Track down every line below that holds "dropped" and copy it.

(GIVEN RECORDS)

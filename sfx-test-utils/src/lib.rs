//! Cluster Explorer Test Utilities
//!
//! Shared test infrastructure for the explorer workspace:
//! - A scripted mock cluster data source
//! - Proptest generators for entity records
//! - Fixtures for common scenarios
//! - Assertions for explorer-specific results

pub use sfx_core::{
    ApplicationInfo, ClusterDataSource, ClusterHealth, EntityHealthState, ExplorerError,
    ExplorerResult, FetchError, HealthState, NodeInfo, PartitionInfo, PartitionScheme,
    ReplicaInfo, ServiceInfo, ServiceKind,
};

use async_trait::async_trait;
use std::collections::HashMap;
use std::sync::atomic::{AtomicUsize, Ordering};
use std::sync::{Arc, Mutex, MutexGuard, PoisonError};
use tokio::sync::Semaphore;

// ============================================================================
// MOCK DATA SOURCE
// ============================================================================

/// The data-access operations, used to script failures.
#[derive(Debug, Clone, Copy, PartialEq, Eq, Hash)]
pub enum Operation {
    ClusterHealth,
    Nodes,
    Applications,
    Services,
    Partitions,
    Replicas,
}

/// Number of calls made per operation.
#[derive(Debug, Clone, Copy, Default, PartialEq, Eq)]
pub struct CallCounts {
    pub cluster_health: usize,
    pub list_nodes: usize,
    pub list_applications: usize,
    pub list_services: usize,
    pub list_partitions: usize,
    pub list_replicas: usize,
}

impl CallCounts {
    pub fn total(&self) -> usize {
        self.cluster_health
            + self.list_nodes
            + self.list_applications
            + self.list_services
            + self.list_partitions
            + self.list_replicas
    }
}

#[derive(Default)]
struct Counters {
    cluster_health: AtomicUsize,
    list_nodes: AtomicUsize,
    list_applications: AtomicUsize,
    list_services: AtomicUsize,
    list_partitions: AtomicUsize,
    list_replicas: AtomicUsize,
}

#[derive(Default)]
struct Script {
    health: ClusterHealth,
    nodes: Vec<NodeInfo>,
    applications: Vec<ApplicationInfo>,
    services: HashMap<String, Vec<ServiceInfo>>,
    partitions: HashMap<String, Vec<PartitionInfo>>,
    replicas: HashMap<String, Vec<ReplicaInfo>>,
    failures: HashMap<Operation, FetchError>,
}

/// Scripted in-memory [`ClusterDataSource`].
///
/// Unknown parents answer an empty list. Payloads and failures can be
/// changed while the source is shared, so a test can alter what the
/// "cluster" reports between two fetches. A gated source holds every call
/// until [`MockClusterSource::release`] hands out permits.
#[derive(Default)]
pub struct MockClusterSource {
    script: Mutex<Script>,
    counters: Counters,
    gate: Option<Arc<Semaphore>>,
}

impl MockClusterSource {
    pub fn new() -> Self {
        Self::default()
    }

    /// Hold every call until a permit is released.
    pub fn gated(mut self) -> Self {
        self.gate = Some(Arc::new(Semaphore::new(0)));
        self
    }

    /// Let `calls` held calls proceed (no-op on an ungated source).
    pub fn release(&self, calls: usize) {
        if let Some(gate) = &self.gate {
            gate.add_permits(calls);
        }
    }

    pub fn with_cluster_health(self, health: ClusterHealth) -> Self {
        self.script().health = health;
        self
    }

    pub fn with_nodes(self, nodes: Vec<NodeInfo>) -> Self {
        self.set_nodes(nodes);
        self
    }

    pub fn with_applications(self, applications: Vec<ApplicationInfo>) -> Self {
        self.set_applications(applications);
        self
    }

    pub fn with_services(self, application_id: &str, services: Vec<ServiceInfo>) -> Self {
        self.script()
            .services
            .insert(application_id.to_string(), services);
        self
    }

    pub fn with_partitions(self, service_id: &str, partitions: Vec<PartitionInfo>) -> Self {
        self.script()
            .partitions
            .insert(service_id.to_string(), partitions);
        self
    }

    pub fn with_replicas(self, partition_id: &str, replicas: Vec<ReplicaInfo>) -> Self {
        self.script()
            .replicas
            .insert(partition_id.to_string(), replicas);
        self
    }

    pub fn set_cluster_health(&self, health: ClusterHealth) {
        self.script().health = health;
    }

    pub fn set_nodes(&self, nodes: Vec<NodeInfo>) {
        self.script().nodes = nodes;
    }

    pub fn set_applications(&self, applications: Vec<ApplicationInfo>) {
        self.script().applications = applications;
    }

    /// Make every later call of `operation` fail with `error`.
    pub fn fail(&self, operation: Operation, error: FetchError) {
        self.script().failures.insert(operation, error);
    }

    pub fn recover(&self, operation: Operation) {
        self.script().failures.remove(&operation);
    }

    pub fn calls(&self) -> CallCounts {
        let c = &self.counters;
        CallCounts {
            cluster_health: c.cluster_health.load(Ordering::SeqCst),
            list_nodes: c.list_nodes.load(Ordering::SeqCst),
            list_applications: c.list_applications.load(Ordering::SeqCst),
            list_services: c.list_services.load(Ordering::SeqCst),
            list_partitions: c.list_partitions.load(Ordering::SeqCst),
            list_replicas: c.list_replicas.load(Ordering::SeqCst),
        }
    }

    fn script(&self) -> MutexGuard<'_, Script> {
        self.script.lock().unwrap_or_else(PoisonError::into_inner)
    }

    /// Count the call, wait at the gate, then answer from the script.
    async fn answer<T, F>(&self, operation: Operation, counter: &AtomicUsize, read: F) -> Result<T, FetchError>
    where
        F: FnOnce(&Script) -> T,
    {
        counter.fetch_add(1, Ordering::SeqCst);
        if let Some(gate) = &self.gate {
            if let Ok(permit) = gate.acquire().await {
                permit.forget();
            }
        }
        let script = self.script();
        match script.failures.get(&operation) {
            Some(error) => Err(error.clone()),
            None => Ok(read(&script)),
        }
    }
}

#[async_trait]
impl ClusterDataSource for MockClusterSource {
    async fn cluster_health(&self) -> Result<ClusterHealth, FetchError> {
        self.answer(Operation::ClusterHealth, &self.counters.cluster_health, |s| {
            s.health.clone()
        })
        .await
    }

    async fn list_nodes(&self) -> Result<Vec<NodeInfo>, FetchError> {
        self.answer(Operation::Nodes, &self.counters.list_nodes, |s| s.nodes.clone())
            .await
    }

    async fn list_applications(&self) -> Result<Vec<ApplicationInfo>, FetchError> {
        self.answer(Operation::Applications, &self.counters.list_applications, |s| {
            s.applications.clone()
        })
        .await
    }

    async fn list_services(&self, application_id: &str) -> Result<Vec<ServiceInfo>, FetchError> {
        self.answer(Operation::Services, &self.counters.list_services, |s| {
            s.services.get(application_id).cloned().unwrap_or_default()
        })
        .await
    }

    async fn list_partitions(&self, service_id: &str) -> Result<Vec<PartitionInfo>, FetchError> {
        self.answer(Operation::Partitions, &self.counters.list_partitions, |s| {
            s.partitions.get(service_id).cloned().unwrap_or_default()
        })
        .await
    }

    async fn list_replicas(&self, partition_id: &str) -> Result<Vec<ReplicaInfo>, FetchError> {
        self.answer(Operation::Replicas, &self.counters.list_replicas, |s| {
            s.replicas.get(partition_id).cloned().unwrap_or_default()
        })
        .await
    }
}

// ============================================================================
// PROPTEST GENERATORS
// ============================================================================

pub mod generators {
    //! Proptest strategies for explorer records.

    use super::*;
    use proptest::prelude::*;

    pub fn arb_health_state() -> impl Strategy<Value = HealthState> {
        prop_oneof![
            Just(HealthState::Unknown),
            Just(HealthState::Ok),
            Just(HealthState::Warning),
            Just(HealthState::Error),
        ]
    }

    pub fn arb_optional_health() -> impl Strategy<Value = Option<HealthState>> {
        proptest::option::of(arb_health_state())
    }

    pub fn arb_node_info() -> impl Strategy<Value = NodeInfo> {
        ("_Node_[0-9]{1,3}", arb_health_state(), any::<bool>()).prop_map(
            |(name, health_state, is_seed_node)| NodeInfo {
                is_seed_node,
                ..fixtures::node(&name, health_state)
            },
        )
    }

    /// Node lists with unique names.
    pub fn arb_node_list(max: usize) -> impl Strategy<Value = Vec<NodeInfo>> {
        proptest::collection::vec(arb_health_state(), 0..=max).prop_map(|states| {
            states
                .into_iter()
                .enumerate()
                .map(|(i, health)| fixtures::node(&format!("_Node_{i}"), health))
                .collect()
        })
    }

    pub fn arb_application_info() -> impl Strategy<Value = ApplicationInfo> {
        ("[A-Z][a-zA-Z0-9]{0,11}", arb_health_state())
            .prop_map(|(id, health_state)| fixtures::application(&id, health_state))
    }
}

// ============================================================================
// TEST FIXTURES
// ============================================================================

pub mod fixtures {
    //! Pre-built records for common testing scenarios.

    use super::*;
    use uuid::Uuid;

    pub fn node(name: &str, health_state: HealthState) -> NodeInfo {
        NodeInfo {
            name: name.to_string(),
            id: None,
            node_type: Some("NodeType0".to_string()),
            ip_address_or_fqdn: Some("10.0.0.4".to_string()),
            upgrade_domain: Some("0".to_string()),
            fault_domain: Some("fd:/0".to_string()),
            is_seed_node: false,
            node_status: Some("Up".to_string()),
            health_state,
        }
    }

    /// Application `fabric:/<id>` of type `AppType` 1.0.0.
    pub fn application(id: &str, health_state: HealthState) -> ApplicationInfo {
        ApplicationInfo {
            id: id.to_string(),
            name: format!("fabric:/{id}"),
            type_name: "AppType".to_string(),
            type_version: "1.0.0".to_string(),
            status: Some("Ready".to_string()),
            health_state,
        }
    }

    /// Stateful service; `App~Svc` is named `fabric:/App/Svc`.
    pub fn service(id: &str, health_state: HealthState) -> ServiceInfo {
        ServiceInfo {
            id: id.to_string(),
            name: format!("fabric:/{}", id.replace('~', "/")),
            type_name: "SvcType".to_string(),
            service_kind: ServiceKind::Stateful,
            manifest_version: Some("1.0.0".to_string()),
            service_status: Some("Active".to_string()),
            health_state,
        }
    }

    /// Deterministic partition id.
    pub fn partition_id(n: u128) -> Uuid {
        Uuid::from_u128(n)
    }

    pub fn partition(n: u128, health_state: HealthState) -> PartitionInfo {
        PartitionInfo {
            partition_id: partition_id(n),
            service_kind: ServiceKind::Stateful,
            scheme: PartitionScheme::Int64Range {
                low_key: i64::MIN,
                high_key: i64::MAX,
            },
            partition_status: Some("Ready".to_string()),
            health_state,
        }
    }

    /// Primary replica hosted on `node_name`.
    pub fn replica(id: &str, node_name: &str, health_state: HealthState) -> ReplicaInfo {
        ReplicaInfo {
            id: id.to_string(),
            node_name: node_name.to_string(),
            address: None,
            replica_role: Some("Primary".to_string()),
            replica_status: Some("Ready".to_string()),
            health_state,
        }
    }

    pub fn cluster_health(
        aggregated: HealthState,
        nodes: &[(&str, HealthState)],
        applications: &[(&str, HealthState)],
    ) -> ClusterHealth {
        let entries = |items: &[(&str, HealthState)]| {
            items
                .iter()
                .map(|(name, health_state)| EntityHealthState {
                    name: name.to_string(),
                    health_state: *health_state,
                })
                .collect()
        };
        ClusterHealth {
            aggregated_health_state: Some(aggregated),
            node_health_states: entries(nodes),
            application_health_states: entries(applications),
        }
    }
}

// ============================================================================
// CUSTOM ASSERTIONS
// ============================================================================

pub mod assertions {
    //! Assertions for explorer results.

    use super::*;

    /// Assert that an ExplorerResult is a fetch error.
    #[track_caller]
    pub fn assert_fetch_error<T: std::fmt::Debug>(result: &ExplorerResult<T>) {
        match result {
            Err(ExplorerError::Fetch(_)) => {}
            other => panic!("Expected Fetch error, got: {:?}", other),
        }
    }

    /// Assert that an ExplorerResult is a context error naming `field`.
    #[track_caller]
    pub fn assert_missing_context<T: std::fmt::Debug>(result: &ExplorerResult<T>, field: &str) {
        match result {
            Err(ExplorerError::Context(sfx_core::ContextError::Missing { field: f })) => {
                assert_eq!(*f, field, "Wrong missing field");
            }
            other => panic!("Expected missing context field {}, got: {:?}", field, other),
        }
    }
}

(End GIVEN RECORDS)
(GIVEN RECORDS)

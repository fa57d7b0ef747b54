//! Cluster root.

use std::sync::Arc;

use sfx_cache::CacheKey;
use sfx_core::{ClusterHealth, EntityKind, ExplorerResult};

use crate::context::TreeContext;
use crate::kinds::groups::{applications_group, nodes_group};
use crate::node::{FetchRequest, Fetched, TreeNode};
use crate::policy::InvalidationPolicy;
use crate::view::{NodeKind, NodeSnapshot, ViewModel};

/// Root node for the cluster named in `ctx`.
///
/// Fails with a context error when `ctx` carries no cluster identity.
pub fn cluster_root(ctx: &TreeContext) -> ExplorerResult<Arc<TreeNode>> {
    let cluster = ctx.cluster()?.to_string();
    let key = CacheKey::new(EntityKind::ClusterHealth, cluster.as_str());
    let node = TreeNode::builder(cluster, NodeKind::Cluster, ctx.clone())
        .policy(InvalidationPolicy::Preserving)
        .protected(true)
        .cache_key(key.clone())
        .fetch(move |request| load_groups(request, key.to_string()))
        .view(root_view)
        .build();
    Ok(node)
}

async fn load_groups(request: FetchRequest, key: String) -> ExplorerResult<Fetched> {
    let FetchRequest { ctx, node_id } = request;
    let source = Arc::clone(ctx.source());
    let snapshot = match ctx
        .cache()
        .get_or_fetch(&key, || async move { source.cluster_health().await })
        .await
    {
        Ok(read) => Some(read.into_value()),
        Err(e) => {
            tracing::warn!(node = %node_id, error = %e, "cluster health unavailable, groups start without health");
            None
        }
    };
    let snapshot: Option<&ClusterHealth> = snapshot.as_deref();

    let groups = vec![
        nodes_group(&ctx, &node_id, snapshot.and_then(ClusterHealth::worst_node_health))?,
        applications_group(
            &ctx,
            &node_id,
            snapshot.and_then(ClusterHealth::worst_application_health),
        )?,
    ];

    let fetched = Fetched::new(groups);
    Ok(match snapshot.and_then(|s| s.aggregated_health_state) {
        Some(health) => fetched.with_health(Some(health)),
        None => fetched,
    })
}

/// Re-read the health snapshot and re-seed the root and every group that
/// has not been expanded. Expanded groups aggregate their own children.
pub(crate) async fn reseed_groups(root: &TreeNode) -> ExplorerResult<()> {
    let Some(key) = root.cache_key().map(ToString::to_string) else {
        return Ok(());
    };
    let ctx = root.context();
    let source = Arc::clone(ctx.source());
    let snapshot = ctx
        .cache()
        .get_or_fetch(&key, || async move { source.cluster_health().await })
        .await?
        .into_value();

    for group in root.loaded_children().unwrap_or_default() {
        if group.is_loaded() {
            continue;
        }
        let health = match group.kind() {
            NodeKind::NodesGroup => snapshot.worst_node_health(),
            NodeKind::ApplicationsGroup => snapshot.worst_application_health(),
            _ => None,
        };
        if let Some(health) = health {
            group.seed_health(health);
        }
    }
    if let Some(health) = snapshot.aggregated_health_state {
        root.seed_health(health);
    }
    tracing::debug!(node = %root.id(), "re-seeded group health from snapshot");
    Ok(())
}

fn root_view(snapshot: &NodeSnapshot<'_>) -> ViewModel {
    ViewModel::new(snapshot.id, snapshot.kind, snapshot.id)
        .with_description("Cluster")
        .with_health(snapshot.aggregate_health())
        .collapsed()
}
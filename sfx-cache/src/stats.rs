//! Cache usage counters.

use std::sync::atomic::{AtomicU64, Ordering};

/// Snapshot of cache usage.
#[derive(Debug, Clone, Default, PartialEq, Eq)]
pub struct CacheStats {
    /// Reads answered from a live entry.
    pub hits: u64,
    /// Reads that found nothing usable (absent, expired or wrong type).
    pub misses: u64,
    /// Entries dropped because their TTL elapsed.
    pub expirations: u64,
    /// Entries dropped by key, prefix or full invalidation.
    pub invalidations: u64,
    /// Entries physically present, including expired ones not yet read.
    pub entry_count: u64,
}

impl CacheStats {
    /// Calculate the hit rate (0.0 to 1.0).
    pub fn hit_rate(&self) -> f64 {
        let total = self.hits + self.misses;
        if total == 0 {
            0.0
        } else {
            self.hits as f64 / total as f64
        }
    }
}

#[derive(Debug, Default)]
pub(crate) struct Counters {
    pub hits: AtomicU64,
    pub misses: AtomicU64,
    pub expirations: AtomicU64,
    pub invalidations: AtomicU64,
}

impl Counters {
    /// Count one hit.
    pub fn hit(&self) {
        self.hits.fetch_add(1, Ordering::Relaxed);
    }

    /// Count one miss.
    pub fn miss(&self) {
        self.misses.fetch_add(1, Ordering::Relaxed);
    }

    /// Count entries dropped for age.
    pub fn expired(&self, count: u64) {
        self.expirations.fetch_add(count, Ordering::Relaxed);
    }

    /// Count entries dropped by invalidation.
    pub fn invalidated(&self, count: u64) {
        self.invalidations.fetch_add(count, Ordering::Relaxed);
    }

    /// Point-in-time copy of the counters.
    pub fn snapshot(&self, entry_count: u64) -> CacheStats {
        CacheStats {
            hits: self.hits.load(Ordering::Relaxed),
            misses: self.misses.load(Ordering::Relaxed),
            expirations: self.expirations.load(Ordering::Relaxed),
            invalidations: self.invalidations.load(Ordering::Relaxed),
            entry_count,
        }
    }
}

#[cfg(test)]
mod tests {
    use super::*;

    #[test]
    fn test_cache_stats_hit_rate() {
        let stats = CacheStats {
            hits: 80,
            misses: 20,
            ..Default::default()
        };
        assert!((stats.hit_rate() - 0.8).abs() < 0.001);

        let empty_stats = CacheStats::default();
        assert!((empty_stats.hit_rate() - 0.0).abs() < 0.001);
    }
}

(End GIVEN RECORDS)

**YOUR RESPONSE:**
    /// Entries dropped because their TTL elapsed.
    /// Entries dropped by key, prefix or full invalidation.
    /// Count entries dropped for age.
    /// Count entries dropped by invalidation.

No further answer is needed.